• [WORK INSTRUCTION] Copy each line of the following material that has the string "Serialize".

• [MATERIAL TO PROCESS]

——

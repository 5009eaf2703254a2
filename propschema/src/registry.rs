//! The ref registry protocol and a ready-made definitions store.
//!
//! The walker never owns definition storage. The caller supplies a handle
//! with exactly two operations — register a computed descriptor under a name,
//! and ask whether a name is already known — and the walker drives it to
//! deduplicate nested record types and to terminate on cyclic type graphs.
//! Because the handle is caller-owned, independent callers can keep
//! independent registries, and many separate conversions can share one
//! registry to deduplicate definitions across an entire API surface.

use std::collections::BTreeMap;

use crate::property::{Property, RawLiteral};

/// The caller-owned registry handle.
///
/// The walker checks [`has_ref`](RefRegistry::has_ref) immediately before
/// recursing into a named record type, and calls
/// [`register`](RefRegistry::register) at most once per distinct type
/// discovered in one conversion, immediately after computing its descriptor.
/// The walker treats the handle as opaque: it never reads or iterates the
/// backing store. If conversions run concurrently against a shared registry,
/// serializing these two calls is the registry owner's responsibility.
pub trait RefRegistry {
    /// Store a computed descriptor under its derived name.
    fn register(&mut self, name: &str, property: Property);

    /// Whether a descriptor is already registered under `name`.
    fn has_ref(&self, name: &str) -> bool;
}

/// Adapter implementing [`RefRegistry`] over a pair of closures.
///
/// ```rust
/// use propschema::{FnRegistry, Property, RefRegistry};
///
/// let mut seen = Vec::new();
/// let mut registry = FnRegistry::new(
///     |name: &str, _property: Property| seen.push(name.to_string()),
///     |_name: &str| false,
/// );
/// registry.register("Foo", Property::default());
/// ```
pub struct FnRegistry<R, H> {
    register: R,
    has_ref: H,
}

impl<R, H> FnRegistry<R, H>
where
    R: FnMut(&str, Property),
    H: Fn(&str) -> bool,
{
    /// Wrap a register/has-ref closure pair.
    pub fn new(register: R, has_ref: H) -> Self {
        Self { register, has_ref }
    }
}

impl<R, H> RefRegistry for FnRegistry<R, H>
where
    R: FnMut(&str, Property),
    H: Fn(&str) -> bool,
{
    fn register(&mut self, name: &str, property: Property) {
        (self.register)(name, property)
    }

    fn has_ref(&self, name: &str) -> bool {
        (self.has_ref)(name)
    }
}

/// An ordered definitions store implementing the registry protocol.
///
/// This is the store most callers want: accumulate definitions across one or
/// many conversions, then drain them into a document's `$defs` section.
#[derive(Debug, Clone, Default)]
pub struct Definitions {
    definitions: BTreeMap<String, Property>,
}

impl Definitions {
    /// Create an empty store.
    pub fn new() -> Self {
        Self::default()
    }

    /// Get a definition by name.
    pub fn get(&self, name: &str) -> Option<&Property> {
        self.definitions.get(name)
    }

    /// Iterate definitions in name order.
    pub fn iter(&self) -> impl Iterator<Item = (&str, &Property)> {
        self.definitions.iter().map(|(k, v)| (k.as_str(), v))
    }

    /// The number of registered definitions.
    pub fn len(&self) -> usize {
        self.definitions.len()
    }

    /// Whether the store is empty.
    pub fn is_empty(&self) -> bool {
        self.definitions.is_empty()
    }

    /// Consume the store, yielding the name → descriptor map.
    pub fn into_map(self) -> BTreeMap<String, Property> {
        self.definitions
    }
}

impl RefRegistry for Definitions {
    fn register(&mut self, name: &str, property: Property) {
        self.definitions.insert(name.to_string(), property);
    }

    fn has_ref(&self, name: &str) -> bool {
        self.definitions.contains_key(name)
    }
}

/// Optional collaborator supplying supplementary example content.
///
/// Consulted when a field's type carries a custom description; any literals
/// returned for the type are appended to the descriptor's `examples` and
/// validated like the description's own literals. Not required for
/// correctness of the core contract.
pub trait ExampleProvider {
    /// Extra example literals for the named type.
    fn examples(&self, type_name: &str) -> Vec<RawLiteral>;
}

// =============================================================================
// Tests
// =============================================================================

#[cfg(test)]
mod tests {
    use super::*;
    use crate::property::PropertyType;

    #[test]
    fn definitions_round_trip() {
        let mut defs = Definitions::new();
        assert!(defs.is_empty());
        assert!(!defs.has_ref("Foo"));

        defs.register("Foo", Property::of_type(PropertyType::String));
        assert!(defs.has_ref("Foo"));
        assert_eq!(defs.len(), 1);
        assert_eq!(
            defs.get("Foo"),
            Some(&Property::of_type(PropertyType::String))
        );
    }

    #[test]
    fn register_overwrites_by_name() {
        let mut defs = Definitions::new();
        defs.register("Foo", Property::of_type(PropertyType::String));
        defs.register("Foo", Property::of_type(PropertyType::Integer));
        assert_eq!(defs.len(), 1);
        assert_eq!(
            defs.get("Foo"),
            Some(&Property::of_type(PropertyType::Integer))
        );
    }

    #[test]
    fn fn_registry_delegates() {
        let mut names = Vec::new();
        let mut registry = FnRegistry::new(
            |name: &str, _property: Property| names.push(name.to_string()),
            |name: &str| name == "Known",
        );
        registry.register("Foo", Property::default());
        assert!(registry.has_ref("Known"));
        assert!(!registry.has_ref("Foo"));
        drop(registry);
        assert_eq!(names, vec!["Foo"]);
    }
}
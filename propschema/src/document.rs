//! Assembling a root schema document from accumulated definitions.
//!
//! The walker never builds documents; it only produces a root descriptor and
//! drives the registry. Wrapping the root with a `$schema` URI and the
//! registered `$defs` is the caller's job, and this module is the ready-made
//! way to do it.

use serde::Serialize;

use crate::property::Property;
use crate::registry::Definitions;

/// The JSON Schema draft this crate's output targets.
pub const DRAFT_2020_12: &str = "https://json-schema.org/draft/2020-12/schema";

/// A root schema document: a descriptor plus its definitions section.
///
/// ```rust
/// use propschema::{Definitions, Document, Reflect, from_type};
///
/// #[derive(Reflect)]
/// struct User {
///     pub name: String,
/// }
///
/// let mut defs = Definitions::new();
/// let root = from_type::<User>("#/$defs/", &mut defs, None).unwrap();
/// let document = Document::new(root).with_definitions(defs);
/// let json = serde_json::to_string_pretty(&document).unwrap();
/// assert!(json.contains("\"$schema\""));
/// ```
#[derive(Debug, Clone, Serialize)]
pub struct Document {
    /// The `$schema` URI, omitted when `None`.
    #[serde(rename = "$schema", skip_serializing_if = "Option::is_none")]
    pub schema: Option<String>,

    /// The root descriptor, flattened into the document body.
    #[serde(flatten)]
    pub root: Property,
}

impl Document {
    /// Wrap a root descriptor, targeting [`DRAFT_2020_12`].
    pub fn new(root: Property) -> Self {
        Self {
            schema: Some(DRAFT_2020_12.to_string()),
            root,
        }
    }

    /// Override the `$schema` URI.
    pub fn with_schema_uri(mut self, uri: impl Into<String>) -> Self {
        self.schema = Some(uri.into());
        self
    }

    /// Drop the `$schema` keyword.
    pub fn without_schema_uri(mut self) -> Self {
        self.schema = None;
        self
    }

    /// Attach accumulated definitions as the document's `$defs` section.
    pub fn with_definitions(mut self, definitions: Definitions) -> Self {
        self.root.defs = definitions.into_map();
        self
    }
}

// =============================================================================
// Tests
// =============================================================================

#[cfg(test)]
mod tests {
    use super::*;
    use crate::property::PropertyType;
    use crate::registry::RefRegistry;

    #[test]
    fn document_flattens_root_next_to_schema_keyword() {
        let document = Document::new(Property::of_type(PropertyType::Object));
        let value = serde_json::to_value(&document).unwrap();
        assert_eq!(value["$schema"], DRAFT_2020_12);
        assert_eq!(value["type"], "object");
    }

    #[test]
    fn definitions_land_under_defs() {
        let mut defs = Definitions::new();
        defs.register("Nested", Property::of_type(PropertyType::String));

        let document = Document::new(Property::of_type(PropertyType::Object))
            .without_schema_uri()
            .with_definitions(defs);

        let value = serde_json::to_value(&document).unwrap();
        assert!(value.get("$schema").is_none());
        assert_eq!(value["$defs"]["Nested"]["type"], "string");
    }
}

——

• [RESULT BELOW]
use serde::Serialize;
#[derive(Debug, Clone, Serialize)]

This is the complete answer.